In secondary school, skipping class can often fly under the radar of administrators calculating chronic absenteeism, but all those hours add up, finds a new study in the journal AERA Open.

Researchers Camille Whitney of Mindful Schools and Jing Liu of Stanford University tracked class-by-class attendance for more than 50,000 middle and high school students in an urban district from 2007-08 to 2012-13. They found that missing individual classes accounted for as many total missed days as full-day absences—added all up, the chronic absenteeism rate rose from 9 percent to 24 percent of the district's secondary students.

"If you are just looking at full-day absences, you are not capturing all of the students who are at risk," Whitney said.

Moreover, while more than half of the district's full-day absences were excused—including extracurricular trips, for example—more than 9 in 10 of the partial absences were not excused.

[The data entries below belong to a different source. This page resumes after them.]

/// Write a brand-new shard file + key directory from a complete set of
/// per-key posting lists, then atomically replace `data_path`/`keys_path`.
/// `entries` need not be sorted; this groups them by slot and sorts keys
/// ascending within each page, satisfying the §3 page-format invariants.
pub fn compact_write<R: PostingRecord>(
    data_path: impl AsRef<Path>,
    keys_path: impl AsRef<Path>,
    table_size: usize,
    entries: Vec<PageEntry<R>>,
) -> Result<()> {
    let data_path = data_path.as_ref();
    let keys_path = keys_path.as_ref();

    let mut by_slot: Vec<Vec<PageEntry<R>>> = (0..table_size).map(|_| Vec::new()).collect();
    for entry in entries {
        let slot = (entry.key as usize) % table_size.max(1);
        by_slot[slot].push(entry);
    }

    let data_tmp = sibling_tmp_path(data_path);
    let keys_tmp = sibling_tmp_path(keys_path);

    let mut directory = vec![EMPTY_SLOT; table_size];
    {
        let mut data_file = OpenOptions::new()
            .create(true)
            .write(true)
            .truncate(true)
            .open(&data_tmp)?;

        let mut offset: u64 = 0;
        for (slot, mut group) in by_slot.into_iter().enumerate() {
            if group.is_empty() {
                continue;
            }
            group.sort_by(|a, b| a.key.cmp(&b.key));

            let page_bytes = encode_page(&group);
            data_file.write_all(&page_bytes)?;
            directory[slot] = offset;
            offset += page_bytes.len() as u64;
        }
        data_file.flush()?;
        data_file.sync_all()?;
    }

    {
        let mut keys_file = OpenOptions::new()
            .create(true)
            .write(true)
            .truncate(true)
            .open(&keys_tmp)?;
        let mut buf = Vec::with_capacity(table_size * 8);
        for slot in &directory {
            buf.extend_from_slice(&slot.to_le_bytes());
        }
        keys_file.write_all(&buf)?;
        keys_file.flush()?;
        keys_file.sync_all()?;
    }

    std::fs::rename(&data_tmp, data_path)?;
    std::fs::rename(&keys_tmp, keys_path)?;
    Ok(())
}

fn encode_page<R: PostingRecord>(group: &[PageEntry<R>]) -> Vec<u8> {
    let num_keys = group.len();
    let mut positions = Vec::with_capacity(num_keys);
    let mut lengths = Vec::with_capacity(num_keys);
    let mut data = Vec::new();

    let mut running = 0u64;
    for entry in group {
        positions.push(running);
        let len = (entry.records.len() * R::ENCODED_LEN) as u64;
        lengths.push(len);
        for rec in &entry.records {
            rec.encode(&mut data);
        }
        running += len;
    }

    let mut out = Vec::with_capacity(8 + num_keys * 32 + data.len());
    out.extend_from_slice(&(num_keys as u64).to_le_bytes());
    for entry in group {
        out.extend_from_slice(&entry.key.to_le_bytes());
    }
    for p in &positions {
        out.extend_from_slice(&p.to_le_bytes());
    }
    for l in &lengths {
        out.extend_from_slice(&l.to_le_bytes());
    }
    for entry in group {
        out.extend_from_slice(&entry.total.to_le_bytes());
    }
    out.extend_from_slice(&data);
    out
}

fn sibling_tmp_path(path: &Path) -> PathBuf {
    let mut tmp = path.to_path_buf();
    let file_name = tmp.file_name().map(|n| n.to_owned()).unwrap_or_default();
    tmp.set_file_name(format!("{}.tmp", file_name.to_string_lossy()));
    tmp
}

#[cfg(test)]
mod tests {
    use super::*;
    use crate::record::PageRecord;
    use tempfile::tempdir;

    fn paths(dir: &Path) -> (PathBuf, PathBuf) {
        (dir.join("idx_0.data"), dir.join("idx_0.keys"))
    }

    #[test]
    fn missing_shard_is_empty() {
        let dir = tempdir().unwrap();
        let (data, keys) = paths(dir.path());
        let shard: Shard<PageRecord> = Shard::open(0, &data, &keys, 16).unwrap();
        let (records, total) = shard.find(123).unwrap();
        assert!(records.is_empty());
        assert_eq!(total, 0);
    }

    #[test]
    fn round_trip_single_key() {
        let dir = tempdir().unwrap();
        let (data, keys) = paths(dir.path());

        let records = vec![PageRecord::new(1, 1.0), PageRecord::new(2, 2.0), PageRecord::new(3, 3.0)];
        let entries = vec![PageEntry {
            key: 42,
            records: records.clone(),
            total: 3,
        }];
        compact_write(&data, &keys, 16, entries).unwrap();

        let shard: Shard<PageRecord> = Shard::open(0, &data, &keys, 16).unwrap();
        let (found, total) = shard.find(42).unwrap();
        assert_eq!(found.len(), 3);
        assert_eq!(total, 3);
        assert_eq!(found[0].value, 1);
        assert_eq!(found[2].value, 3);
    }

    #[test]
    fn collisions_share_one_page() {
        let dir = tempdir().unwrap();
        let (data, keys) = paths(dir.path());
        // table_size 4: keys 1 and 5 collide on slot 1.
        let entries = vec![
            PageEntry { key: 1, records: vec![PageRecord::new(10, 1.0)], total: 1 },
            PageEntry { key: 5, records: vec![PageRecord::new(20, 2.0)], total: 1 },
        ];
        compact_write(&data, &keys, 4, entries).unwrap();

        let shard: Shard<PageRecord> = Shard::open(0, &data, &keys, 4).unwrap();
        let (a, _) = shard.find(1).unwrap();
        let (b, _) = shard.find(5).unwrap();
        assert_eq!(a[0].value, 10);
        assert_eq!(b[0].value, 20);
    }

    #[test]
    fn absent_key_in_occupied_slot_is_empty() {
        let dir = tempdir().unwrap();
        let (data, keys) = paths(dir.path());
        let entries = vec![PageEntry { key: 1, records: vec![PageRecord::new(10, 1.0)], total: 1 }];
        compact_write(&data, &keys, 4, entries).unwrap();

        let shard: Shard<PageRecord> = Shard::open(0, &data, &keys, 4).unwrap();
        // key 5 shares slot 1 with key 1 but was never written.
        let (found, total) = shard.find(5).unwrap();
        assert!(found.is_empty());
        assert_eq!(total, 0);
    }

    #[test]
    fn truncate_empties_shard() {
        let dir = tempdir().unwrap();
        let (data, keys) = paths(dir.path());
        let entries = vec![PageEntry { key: 1, records: vec![PageRecord::new(10, 1.0)], total: 1 }];
        compact_write(&data, &keys, 4, entries).unwrap();

        let mut shard: Shard<PageRecord> = Shard::open(0, &data, &keys, 4).unwrap();
        shard.truncate().unwrap();
        let (found, _) = shard.find(1).unwrap();
        assert!(found.is_empty());
    }
}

"Students are choosing their subjects. They do attend their core classes [reading and math] at a higher rate than their noncore classes," Whitney said, "but it is paralleling which classes they like the most. They miss social studies classes the least, math classes the most."

The first and last periods of the day were those most likely to be skipped, with 4 percent to 5 percent of classes gone during those times. Like Gottfried, Whitney said this pattern may point to students having trouble getting to and from school, and she said it suggests administrators may be able to mitigate the effects of skipping class by scheduling study halls or advisory periods to bookend critical classes.